DAOs provide organizations the ability to create a community of investors; the ability to work with one another to support founders. It moves away from working in siloed relationships that we see traditionally between Limited Partners and General Partners.
DAOs are enabled with the superpowers of crypto, more broadly, with the ease of capital formation, and then the ease of capital allocation.
In context, the fact that DAOs are able to send money without having to go through any centralized party for the $50 million raised for Ukraine DAO shows how powerful the possibilities are for DeFi in a community. The power of capital formation and allocation when applied to a specific non-investing goal is super powerful.
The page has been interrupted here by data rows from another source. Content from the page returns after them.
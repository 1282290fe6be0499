//! Attribute casting helpers for handlers.
//!
//! The parser keeps every value as a string. These helpers convert them in
//! a handler's `cast` step.

use chrono::{DateTime, NaiveDate, NaiveDateTime, NaiveTime, Utc};

use crate::{Attributes, HandlerError};

/// Interpret a raw value as a boolean.
///
/// `""`, `"0"`, `"false"`, `"no"` and `"off"` (any case) are false;
/// anything else is true.
#[must_use]
pub fn to_bool(value: &str) -> bool {
    let value = value.trim();
    !(value.is_empty()
        || value == "0"
        || ["false", "no", "off"]
            .iter()
            .any(|f| value.eq_ignore_ascii_case(f)))
}

impl Attributes {
    /// Read `key` as a boolean flag.
    ///
    /// A bare positional token equal to `key` is true. Otherwise the named
    /// value is read with [`to_bool`]. Absent keys are false.
    ///
    /// # Example
    ///
    /// ```
    /// use shortcodes::parse_attributes;
    ///
    /// let attrs = parse_attributes(r#"autoplay loop="0""#).unwrap().unwrap();
    /// assert!(attrs.flag("autoplay"));
    /// assert!(!attrs.flag("loop"));
    /// assert!(!attrs.flag("muted"));
    /// ```
    #[must_use]
    pub fn flag(&self, key: &str) -> bool {
        self.has_flag(key) || self.get(key).is_some_and(to_bool)
    }

    /// Get a named value or fail with [`HandlerError::MissingAttribute`].
    pub fn require(&self, key: &str) -> Result<&str, HandlerError> {
        self.get(key)
            .ok_or_else(|| HandlerError::MissingAttribute(key.to_owned()))
    }

    /// Read `key` as an integer; `Ok(None)` if absent.
    pub fn int(&self, key: &str) -> Result<Option<i64>, HandlerError> {
        self.parse_with(key, "integer", |v| v.trim().parse().ok())
    }

    /// Read `key` as a float; `Ok(None)` if absent.
    pub fn float(&self, key: &str) -> Result<Option<f64>, HandlerError> {
        self.parse_with(key, "number", |v| v.trim().parse().ok())
    }

    /// Read `key` as a date with the given parser; `Ok(None)` if absent.
    pub fn date(
        &self,
        key: &str,
        parser: &dyn DateParser,
    ) -> Result<Option<DateTime<Utc>>, HandlerError> {
        self.get(key).map(|v| parser.parse(v)).transpose()
    }

    fn parse_with<T>(
        &self,
        key: &str,
        expected: &'static str,
        parse: impl FnOnce(&str) -> Option<T>,
    ) -> Result<Option<T>, HandlerError> {
        let Some(value) = self.get(key) else {
            return Ok(None);
        };

        parse(value)
            .map(Some)
            .ok_or_else(|| HandlerError::InvalidValue {
                key: key.to_owned(),
                value: value.to_owned(),
                expected,
            })
    }
}

/// Date/time parsing collaborator used by casting handlers.
///
/// Injected into handlers so they can be tested with fixed clocks or
/// alternative calendars.
pub trait DateParser: Send + Sync {
    fn parse(&self, value: &str) -> Result<DateTime<Utc>, HandlerError>;
}

/// Parses dates as UTC.
///
/// Accepts RFC 3339 (`2023-06-29T12:00:00+02:00`), `2023-06-29 12:00:00`
/// and `2023-06-29` (midnight).
#[derive(Debug, Default, Clone, Copy)]
pub struct UtcDateParser;

impl DateParser for UtcDateParser {
    fn parse(&self, value: &str) -> Result<DateTime<Utc>, HandlerError> {
        let value = value.trim();

        if let Ok(dt) = DateTime::parse_from_rfc3339(value) {
            return Ok(dt.with_timezone(&Utc));
        }
        if let Ok(dt) = NaiveDateTime::parse_from_str(value, "%Y-%m-%d %H:%M:%S") {
            return Ok(dt.and_utc());
        }

        let date = NaiveDate::parse_from_str(value, "%Y-%m-%d")?;
        Ok(date.and_time(NaiveTime::MIN).and_utc())
    }
}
One of the emerging attributes within DAOs is to see people building software, there's people marketing, and philanthropic events popping up all over the world - all simply because we are crypto fans and community with a common interest.
DAOs not only leverage hard skills and soft skills, but attain goals and milestones that are really difficult to achieve by yourself. Through a DAO, people from all over the world with aligned incentives make it a lot easier to get this done. DAOs are represented by NFTs/tokens. NFT holders are doctors, lawyers, accountants, marketeers & entrepreneurs.
The NFTs & Tokens are symbolic to this commonality and a common thread - a shared dream that makes it really easy to get up and running.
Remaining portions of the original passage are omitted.